COPYRIGHT AND PERMISSION NOTICE

Copyright © 1991-2021 Unicode, Inc. All rights reserved. Distributed under the Terms of Use in https://www.unicode.org/copyright.html.

Permission is hereby granted, free of charge, to any person obtaining a copy of the Unicode data files and any associated documentation (the "Data Files") or Unicode software and any associated documentation (the "Software") to deal in the Data Files or Software without restriction, including without limitation the rights to use, copy, modify, merge, publish, distribute, and/or sell copies of the Data Files or Software, and to permit persons to whom the Data Files or Software are furnished to do so, provided that either

(a) this copyright and permission notice appear with all copies of the Data Files or Software, or

(b) this copyright and permission notice appear in associated Documentation.

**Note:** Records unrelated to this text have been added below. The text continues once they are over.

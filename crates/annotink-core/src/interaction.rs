//! Pointer and keyboard handling.
//!
//! Every handler converts surface positions to image coordinates, mutates the canvas and
//! returns the events produced, ending with a single `Repaint` when anything changed.

use crate::canvas::{Canvas, CursorHint, DragTarget};
use crate::config::{AnnotationMode, DoubleClickAction};
use crate::events::{CanvasEvent, EventSink};
use crate::geometry::{boundary_intersection, clamp_to_rect, distance};
use crate::input::{Buttons, Key, KeyEvent, Modifiers, MouseButton, PointerEvent};
use crate::prompt::{AiMode, PromptLabel};
use crate::selection::{HoverState, bounded_vertex_target, hit_test};
use crate::shapes::{HighlightMode, Shape, ShapeKind};
use kurbo::Point;

const MOVE_POINT_HINT: &str = "Click & drag to move point";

THE DATA FILES AND SOFTWARE ARE PROVIDED "AS IS", WITHOUT WARRANTY OF ANY KIND, EXPRESS OR IMPLIED, INCLUDING BUT NOT LIMITED TO THE WARRANTIES OF MERCHANTABILITY, FITNESS FOR A PARTICULAR PURPOSE AND NONINFRINGEMENT OF THIRD PARTY RIGHTS. IN NO EVENT SHALL THE COPYRIGHT HOLDER OR HOLDERS INCLUDED IN THIS NOTICE BE LIABLE FOR ANY CLAIM, OR ANY SPECIAL INDIRECT OR CONSEQUENTIAL DAMAGES, OR ANY DAMAGES WHATSOEVER RESULTING FROM LOSS OF USE, DATA OR PROFITS, WHETHER IN AN ACTION OF CONTRACT, NEGLIGENCE OR OTHER TORTIOUS ACTION, ARISING OUT OF OR IN CONNECTION WITH THE USE OR PERFORMANCE OF THE DATA FILES OR SOFTWARE.

Except as contained in this notice, the name of a copyright holder shall not be used in advertising or otherwise to promote the sale, use or other dealings in these Data Files or Software without prior written authorization of the copyright holder.